Where the listing below reaches the line containing "let p = (v3 - v2) - (v0 - v1);", start writing out lines exactly, and stop once the line containing "let iy = coord.y.floor() as u32;" has been written.
[DATA SHOWN]
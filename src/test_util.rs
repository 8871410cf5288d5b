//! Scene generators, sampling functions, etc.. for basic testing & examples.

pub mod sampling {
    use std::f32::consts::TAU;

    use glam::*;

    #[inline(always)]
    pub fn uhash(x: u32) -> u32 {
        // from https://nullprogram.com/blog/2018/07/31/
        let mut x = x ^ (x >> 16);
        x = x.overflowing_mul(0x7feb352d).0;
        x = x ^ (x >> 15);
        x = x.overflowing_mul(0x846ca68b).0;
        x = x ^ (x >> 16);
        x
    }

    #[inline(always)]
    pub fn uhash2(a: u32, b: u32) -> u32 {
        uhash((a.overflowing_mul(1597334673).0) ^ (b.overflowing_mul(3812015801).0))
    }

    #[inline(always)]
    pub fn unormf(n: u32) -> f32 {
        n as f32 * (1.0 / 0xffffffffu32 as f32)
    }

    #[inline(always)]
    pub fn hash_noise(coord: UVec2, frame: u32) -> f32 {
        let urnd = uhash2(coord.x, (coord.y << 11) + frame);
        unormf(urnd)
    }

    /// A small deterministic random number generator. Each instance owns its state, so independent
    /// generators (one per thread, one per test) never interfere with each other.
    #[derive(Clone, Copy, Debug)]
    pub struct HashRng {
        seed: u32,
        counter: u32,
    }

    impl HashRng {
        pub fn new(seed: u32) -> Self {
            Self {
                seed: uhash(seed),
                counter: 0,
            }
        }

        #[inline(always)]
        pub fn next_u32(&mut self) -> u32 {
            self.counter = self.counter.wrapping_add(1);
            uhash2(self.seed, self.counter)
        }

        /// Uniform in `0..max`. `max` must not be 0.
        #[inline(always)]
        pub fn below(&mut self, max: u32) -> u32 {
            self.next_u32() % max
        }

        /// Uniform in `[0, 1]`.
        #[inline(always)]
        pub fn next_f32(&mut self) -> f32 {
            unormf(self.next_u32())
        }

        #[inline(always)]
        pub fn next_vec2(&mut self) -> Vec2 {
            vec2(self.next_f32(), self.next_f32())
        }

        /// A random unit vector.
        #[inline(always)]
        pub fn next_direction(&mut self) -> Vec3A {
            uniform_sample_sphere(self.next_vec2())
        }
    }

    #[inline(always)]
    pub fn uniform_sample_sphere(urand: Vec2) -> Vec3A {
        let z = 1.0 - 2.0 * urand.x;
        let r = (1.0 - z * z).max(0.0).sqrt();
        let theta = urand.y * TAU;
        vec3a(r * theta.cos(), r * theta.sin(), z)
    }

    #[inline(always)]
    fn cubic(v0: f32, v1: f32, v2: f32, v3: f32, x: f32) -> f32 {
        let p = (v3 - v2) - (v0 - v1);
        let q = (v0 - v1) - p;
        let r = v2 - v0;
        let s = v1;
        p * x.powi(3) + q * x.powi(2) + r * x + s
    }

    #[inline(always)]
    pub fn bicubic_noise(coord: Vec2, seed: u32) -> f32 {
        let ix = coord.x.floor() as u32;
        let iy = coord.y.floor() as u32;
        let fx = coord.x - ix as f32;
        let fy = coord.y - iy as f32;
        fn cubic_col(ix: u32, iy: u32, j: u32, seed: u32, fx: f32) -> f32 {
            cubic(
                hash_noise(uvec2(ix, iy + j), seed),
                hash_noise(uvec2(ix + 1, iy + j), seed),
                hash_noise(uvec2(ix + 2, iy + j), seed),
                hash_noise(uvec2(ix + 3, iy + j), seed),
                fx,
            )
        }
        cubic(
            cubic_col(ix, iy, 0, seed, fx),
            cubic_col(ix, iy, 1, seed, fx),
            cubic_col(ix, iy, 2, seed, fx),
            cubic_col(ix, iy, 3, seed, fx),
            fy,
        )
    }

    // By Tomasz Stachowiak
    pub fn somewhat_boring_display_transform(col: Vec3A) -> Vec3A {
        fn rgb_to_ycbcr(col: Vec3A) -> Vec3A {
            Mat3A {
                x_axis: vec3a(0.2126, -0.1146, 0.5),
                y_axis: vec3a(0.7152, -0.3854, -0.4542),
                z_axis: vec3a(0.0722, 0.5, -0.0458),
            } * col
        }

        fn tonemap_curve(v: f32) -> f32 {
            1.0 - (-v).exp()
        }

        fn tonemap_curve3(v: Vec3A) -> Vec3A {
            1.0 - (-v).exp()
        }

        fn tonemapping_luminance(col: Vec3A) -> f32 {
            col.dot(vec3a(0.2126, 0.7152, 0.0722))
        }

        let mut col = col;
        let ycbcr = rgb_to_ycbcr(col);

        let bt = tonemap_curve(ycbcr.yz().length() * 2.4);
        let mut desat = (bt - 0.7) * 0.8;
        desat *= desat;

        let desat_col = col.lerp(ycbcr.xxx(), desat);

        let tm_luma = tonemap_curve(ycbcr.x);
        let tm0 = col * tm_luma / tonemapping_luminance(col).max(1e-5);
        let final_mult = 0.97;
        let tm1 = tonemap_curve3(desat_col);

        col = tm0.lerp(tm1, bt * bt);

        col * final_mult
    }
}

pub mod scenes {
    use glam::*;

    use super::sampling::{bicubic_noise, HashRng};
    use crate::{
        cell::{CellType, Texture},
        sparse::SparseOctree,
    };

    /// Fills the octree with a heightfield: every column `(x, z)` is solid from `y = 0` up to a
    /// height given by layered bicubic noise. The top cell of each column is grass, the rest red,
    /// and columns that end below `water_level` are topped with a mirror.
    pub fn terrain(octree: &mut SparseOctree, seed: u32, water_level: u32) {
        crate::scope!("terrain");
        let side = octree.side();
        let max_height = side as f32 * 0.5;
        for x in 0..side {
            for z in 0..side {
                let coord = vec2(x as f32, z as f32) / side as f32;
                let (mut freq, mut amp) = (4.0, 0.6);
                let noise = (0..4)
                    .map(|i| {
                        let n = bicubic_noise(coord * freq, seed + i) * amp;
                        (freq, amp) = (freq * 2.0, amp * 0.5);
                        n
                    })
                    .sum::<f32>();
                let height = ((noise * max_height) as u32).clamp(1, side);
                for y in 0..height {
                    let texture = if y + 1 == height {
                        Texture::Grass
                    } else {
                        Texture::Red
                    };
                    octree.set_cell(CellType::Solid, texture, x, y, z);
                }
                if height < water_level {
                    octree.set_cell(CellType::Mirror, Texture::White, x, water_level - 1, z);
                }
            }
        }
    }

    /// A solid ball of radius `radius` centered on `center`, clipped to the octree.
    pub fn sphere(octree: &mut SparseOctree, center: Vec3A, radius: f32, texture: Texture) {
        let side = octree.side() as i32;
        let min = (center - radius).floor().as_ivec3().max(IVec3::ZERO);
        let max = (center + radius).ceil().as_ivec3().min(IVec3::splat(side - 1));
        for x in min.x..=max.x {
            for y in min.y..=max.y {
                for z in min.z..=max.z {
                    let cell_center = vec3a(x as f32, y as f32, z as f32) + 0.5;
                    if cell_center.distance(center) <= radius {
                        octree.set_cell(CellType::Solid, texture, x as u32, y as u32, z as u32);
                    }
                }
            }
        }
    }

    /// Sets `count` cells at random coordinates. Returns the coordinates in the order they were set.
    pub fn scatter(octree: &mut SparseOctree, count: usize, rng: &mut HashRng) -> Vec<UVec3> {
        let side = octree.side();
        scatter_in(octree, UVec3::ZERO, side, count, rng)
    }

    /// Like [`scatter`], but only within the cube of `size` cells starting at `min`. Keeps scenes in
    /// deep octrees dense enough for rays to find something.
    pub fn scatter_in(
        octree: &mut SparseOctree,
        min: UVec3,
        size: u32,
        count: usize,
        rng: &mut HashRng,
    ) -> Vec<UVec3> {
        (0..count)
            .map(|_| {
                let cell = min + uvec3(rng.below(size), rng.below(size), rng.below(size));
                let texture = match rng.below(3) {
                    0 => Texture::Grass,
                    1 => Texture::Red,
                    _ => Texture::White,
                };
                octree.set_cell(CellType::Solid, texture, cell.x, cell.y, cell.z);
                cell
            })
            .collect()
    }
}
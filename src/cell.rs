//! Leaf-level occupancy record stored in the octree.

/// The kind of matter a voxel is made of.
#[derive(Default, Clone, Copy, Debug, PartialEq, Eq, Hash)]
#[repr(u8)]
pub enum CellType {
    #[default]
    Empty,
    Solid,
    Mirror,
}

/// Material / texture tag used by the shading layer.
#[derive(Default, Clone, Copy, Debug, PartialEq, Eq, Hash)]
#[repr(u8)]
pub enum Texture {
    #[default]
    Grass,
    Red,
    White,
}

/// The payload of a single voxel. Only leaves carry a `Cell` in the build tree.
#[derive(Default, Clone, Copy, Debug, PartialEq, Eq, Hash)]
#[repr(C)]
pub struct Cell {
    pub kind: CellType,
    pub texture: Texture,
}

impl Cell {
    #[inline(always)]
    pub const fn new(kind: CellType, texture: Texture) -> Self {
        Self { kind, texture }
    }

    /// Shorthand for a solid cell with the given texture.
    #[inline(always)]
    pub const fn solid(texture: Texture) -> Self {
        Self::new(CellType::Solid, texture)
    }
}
[/DATA SHOWN]
• _WORKED SOLUTION_
        let p = (v3 - v2) - (v0 - v1);
        let q = (v0 - v1) - p;
        let r = v2 - v0;
        let s = v1;
        p * x.powi(3) + q * x.powi(2) + r * x + s
    }

    #[inline(always)]
    pub fn bicubic_noise(coord: Vec2, seed: u32) -> f32 {
        let ix = coord.x.floor() as u32;
        let iy = coord.y.floor() as u32;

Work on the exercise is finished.